September 4, 2012: Afghanistan is again complaining to Pakistan about rockets fired into Kunar province. Afghan officials claim that over 80 rockets have been fired across the Pakistani border in the last two days. The Pakistanis either deny it happened or that, if it did (and the Afghans have plenty of rocket parts as evidence), that it was Islamic terrorists. The Pakistanis are firing at suspected Pakistani Taliban camps or villages believed to be sheltering the Islamic terrorists.

India and China have agreed to resume joint military exercises. These had been suspended two years ago because of very public Chinese claims on Indian territory.

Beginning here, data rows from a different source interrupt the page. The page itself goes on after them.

//! tzmempool CLI
//!
//! Tracks Tezos mempool operations until they are included, refused or expired.

mod commands;
mod config;
mod logging;
mod output;

use clap::{Parser, Subcommand};

#[derive(Parser)]
#[command(name = "tzmempool")]
#[command(version)]
#[command(about = "tzmempool - Tezos mempool and operation lifecycle tracker", long_about = None)]
#[command(propagate_version = true)]
struct Cli {
    #[command(subcommand)]
    command: Commands,
}

#[derive(Subcommand)]
enum Commands {
    /// Track every configured network until Ctrl-C
    Run(commands::run::RunArgs),

    /// Validate a configuration file and print a summary
    CheckConfig(commands::check_config::CheckConfigArgs),

    /// List supported operation kinds
    Kinds,
}

#[tokio::main]
async fn main() {
    let cli = Cli::parse();

    let exit_code = match cli.command {
        Commands::Run(args) => commands::run::run(args).await,
        Commands::CheckConfig(args) => commands::check_config::run(args),
        Commands::Kinds => commands::kinds::run(),
    };

    std::process::exit(exit_code);
}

The claims remain but the Chinese are no longer releasing press releases about the issue. The Chinese are also trying to halt the growth of an international coalition opposing Chinese claims on all of the South China Sea.

September 3, 2012: In the Pakistani tribal territories a suicide car bomber attacked a convoy containing U.S. diplomats. Two Pakistanis were killed and 17 wounded. Two Americans were hurt but none were killed.

September 1, 2012: In North Waziristan an American UAV fired missiles that killed five Islamic terrorists and wounded several others.

August 31, 2012: The Pakistani Taliban released a video of what they claim is the beheading of 12 captured Pakistani soldiers. The army had recently reported 15 of its soldiers missing. Elsewhere in the tribal territories (the town of Matani) a car bomb went off in a market place, killing eleven.

August 29, 2012: The Red Cross has halted operations in Pakistan because of the recent murder, by Islamic terrorists, of one of its doctors. The Red Cross rarely suspends operations, even in war zones, but in this case the close links of the Pakistani military with terrorist groups, and continued threats to Red Cross personnel, have created an unprecedented danger.